(Task to complete): Here is the listing. Report each line in it that contains the string "invalid".

(Dataset extract):
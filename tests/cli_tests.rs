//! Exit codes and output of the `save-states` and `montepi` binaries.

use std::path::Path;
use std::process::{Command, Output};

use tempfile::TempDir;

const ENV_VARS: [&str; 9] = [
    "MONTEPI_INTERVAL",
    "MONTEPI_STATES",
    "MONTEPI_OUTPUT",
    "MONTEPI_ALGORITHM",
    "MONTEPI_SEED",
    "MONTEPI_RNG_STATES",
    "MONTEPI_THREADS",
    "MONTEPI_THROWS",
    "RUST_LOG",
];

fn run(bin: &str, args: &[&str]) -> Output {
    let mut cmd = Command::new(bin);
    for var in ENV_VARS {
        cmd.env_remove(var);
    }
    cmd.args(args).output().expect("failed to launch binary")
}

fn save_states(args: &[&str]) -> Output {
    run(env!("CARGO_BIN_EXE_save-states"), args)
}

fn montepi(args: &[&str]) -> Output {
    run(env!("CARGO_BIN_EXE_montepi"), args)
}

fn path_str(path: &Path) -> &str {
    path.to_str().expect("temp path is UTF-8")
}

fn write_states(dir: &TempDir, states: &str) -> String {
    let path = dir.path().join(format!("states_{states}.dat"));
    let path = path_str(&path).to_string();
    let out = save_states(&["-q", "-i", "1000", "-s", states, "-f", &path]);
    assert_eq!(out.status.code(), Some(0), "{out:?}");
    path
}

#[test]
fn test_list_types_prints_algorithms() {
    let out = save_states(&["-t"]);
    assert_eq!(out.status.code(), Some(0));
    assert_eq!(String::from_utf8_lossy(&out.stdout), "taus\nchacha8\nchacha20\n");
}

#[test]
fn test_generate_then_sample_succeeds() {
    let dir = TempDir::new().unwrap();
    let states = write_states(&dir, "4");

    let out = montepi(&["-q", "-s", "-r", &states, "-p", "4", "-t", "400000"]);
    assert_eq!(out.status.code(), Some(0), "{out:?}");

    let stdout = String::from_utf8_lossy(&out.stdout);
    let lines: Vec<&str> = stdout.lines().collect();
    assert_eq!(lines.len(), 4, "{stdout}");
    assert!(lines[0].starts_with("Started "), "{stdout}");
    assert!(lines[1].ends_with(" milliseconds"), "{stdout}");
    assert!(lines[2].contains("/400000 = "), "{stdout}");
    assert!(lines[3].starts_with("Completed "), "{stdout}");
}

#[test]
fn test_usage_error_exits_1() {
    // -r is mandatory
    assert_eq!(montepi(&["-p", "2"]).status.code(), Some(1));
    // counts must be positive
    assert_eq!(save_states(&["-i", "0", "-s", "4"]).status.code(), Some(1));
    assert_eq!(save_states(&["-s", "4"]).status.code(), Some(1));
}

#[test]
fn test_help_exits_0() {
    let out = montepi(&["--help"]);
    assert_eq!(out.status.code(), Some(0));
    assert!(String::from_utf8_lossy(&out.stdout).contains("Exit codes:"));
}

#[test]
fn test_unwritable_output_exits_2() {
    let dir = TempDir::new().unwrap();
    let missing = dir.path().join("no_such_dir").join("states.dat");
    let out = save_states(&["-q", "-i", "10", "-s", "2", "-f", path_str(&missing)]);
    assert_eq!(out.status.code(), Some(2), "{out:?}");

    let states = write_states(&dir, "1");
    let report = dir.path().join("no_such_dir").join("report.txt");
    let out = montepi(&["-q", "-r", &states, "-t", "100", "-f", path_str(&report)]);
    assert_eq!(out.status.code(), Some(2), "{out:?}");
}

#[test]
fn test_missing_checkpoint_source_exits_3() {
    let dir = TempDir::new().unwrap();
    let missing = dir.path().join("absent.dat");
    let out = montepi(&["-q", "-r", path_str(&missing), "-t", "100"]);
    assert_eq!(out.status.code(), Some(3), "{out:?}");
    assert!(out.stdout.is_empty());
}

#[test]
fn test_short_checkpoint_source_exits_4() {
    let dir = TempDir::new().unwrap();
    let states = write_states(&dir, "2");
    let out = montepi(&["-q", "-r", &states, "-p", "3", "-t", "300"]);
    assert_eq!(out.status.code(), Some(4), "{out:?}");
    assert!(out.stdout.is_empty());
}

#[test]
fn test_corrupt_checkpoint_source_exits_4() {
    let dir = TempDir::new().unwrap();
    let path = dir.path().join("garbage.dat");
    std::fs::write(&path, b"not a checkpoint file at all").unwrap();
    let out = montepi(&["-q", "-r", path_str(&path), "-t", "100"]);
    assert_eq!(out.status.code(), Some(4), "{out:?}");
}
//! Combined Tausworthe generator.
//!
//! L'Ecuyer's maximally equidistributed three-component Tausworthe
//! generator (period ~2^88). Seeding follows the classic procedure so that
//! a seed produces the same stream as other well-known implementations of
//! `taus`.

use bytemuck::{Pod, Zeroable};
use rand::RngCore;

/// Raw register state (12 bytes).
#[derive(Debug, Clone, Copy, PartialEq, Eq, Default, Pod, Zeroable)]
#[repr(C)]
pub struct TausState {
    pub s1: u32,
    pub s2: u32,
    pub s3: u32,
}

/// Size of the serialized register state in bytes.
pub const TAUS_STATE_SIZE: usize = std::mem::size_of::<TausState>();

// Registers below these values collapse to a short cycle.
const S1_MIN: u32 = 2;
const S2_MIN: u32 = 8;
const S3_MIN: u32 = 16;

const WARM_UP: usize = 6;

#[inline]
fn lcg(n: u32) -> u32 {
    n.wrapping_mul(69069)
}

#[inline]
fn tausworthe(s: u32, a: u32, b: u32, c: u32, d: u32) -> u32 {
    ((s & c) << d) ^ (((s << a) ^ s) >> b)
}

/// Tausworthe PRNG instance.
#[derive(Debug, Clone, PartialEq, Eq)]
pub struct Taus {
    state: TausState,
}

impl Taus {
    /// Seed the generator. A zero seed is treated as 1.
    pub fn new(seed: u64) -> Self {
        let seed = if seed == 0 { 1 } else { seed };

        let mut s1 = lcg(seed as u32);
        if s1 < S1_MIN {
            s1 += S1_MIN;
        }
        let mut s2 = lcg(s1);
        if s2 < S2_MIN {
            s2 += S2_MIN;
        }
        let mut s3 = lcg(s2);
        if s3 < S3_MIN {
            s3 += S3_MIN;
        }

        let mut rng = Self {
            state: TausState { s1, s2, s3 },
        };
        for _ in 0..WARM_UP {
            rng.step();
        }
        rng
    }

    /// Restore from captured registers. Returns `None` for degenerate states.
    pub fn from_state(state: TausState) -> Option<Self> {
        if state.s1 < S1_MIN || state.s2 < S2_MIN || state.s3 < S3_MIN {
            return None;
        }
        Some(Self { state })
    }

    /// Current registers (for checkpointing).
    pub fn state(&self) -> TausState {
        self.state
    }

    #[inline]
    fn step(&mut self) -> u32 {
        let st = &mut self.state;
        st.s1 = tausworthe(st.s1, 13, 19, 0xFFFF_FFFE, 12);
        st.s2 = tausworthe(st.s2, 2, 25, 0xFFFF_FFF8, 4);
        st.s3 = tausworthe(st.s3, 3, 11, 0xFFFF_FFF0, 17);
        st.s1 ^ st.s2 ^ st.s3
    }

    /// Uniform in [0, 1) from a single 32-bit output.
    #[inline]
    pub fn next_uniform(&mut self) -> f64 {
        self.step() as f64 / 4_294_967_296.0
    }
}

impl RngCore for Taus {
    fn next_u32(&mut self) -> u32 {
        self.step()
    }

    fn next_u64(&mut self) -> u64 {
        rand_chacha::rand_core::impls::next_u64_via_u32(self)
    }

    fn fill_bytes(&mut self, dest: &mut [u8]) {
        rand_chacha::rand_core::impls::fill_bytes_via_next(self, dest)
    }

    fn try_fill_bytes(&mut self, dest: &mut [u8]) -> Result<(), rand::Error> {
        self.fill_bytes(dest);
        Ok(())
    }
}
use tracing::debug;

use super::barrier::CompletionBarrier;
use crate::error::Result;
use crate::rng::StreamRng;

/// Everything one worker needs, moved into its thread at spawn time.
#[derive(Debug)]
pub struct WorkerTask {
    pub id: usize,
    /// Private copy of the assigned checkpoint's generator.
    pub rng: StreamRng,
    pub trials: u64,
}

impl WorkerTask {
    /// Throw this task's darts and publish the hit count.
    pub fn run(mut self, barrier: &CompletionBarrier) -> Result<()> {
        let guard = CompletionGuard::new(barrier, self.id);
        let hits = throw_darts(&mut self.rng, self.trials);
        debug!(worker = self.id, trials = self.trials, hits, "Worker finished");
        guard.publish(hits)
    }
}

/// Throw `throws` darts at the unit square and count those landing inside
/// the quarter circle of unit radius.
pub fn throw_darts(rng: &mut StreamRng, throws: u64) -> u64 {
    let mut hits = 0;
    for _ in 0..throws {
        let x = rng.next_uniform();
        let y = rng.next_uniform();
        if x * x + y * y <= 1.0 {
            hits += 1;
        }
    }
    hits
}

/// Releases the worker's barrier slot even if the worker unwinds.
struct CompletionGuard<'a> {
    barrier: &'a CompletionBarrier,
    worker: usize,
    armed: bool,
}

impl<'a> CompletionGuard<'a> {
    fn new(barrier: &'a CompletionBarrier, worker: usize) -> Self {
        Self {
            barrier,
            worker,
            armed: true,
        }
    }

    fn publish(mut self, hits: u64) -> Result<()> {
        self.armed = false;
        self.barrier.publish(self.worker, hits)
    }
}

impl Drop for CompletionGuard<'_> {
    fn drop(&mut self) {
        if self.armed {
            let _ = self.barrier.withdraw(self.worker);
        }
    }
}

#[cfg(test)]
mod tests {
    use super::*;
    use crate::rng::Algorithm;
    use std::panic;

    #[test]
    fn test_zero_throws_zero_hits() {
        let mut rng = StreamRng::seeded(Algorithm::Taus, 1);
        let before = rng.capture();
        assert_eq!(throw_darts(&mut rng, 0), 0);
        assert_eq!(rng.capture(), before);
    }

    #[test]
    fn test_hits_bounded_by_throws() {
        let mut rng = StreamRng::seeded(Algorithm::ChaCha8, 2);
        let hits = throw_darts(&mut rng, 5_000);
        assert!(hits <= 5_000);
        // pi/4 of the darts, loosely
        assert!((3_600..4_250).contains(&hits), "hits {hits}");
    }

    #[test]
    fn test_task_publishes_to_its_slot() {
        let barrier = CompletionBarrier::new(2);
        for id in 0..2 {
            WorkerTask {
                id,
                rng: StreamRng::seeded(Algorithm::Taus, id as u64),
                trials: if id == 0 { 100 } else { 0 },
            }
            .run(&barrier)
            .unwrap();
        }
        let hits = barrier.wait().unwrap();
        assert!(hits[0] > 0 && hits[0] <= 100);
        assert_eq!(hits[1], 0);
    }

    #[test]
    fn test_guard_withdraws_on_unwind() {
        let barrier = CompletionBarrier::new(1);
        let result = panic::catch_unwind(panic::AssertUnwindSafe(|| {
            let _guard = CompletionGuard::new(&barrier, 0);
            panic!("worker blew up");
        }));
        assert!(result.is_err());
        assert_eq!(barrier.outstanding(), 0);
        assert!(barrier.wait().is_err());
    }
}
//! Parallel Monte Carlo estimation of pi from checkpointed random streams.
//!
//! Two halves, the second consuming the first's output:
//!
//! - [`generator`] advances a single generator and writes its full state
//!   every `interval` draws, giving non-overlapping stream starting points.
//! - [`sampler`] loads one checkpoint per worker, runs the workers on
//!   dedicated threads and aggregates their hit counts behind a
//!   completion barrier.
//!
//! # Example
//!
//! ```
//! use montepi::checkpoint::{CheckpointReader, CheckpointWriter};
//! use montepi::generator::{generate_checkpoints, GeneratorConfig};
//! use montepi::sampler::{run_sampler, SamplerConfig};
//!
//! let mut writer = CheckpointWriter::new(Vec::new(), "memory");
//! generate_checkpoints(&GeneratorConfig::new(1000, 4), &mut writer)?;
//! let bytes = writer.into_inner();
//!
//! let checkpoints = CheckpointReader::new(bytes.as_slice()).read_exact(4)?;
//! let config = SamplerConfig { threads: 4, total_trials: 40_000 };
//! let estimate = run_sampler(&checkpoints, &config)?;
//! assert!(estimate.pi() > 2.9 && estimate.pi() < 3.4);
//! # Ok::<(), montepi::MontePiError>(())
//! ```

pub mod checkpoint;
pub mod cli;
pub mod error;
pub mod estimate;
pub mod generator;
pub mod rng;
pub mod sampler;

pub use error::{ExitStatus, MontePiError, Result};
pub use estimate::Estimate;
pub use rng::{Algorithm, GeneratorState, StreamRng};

* * *

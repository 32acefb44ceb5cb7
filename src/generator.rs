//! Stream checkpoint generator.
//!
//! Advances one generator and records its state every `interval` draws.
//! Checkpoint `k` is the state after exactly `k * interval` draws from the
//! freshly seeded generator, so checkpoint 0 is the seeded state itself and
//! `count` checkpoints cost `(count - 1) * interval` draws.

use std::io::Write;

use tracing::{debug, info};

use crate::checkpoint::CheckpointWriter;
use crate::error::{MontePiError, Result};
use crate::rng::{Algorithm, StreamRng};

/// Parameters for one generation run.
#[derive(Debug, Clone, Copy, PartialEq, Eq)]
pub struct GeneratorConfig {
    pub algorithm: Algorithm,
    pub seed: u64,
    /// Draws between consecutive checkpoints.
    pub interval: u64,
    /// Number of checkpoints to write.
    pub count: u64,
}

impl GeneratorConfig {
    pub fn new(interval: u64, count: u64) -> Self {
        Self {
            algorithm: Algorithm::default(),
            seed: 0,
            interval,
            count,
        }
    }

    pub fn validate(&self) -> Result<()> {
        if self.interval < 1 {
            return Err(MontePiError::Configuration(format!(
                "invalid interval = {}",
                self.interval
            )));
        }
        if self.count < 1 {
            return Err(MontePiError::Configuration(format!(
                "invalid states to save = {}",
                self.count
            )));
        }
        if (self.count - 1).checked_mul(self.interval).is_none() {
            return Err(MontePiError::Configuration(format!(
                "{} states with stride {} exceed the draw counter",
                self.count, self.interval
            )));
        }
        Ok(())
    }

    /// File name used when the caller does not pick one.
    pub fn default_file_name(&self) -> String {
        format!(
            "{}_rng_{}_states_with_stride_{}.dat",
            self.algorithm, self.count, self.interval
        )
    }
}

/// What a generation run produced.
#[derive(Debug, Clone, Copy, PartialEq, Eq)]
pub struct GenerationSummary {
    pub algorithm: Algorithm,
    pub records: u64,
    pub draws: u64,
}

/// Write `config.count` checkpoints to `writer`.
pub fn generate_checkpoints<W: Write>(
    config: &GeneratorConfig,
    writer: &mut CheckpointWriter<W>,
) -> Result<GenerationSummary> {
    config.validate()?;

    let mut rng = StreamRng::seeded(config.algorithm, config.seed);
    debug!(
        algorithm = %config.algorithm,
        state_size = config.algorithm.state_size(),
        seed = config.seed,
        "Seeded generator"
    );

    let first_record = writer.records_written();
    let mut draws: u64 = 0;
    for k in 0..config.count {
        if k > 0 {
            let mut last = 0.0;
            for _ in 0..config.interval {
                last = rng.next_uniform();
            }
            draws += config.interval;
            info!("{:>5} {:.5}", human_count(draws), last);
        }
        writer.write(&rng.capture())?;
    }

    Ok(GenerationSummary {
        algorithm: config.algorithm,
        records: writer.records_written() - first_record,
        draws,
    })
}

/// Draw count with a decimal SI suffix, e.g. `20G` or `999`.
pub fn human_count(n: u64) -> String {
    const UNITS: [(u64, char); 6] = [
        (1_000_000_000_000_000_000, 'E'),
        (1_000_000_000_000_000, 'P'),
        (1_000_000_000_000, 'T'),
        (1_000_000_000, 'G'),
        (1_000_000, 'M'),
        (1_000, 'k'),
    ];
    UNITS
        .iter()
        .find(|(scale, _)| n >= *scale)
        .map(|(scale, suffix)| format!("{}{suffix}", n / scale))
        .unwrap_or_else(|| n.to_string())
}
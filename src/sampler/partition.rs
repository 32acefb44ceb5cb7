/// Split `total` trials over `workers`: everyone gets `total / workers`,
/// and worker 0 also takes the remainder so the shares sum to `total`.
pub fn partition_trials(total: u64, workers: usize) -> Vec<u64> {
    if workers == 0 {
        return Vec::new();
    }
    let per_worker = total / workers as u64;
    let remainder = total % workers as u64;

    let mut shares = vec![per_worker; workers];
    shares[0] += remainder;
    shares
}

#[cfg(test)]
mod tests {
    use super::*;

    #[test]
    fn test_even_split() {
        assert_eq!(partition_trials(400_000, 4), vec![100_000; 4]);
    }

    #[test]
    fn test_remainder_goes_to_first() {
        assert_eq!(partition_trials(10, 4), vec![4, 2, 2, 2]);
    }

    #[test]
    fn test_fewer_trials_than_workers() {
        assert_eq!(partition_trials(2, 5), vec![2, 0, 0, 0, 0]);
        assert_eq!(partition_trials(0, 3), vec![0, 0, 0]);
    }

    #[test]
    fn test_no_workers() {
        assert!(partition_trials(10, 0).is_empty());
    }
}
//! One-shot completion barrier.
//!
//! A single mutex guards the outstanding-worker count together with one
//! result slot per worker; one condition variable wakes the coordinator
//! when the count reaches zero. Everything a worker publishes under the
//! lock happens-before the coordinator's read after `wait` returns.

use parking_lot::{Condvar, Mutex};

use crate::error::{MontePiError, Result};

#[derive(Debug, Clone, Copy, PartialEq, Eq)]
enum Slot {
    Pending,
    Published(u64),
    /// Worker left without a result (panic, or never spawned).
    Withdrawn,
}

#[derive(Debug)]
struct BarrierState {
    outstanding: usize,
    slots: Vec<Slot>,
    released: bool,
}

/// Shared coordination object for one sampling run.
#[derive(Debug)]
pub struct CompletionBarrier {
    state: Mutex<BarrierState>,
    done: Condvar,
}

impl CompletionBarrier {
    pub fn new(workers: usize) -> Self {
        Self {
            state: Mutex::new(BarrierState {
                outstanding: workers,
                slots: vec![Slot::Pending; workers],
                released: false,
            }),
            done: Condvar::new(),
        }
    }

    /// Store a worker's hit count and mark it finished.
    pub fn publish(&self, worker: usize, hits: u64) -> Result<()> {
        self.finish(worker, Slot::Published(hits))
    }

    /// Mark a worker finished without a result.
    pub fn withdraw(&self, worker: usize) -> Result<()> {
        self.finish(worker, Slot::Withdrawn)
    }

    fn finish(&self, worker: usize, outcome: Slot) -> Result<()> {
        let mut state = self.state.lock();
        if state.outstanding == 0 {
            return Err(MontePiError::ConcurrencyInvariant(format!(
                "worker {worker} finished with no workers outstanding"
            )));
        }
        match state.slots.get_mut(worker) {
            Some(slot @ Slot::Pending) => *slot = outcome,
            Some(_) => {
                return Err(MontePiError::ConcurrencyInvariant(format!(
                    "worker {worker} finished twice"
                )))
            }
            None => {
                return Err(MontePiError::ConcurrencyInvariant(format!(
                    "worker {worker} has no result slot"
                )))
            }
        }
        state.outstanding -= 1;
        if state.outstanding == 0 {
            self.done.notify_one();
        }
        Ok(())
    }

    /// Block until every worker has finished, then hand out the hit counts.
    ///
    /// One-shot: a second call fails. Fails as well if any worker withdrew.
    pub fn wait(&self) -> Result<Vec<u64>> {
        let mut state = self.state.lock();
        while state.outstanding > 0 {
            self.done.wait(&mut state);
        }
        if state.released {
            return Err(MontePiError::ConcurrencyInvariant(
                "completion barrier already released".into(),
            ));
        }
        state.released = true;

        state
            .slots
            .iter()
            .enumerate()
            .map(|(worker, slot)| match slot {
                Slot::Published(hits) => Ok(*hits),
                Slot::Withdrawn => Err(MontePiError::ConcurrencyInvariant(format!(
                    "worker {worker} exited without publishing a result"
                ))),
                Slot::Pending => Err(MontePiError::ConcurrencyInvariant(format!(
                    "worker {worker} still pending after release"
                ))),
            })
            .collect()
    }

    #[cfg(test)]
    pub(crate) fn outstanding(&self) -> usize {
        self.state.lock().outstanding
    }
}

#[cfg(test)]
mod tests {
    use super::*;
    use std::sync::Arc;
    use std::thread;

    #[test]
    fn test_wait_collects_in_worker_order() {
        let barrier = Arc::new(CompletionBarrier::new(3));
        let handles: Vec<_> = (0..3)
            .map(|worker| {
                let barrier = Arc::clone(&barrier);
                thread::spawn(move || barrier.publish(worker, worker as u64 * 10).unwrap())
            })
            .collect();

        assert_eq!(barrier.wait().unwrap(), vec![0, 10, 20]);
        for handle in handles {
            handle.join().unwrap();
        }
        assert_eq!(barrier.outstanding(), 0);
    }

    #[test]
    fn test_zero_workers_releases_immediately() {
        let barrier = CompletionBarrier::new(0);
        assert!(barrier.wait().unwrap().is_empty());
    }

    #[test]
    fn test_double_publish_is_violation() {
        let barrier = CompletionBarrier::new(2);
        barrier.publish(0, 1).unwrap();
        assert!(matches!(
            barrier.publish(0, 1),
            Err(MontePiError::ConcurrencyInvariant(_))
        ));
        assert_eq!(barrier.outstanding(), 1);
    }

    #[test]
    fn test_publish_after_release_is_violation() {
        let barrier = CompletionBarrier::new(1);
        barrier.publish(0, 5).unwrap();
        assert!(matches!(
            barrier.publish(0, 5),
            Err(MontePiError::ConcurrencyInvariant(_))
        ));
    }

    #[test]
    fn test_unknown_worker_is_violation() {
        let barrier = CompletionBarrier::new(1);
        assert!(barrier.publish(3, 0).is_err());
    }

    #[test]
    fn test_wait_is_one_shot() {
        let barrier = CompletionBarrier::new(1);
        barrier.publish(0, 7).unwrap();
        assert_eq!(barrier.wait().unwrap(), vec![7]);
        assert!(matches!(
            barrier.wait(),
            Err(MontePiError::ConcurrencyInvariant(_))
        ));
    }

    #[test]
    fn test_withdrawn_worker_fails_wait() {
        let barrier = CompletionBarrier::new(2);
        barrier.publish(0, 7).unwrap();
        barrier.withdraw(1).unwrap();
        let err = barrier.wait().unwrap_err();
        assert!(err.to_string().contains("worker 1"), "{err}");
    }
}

(Completed task):
                "invalid interval = {}",
                "invalid states to save = {}",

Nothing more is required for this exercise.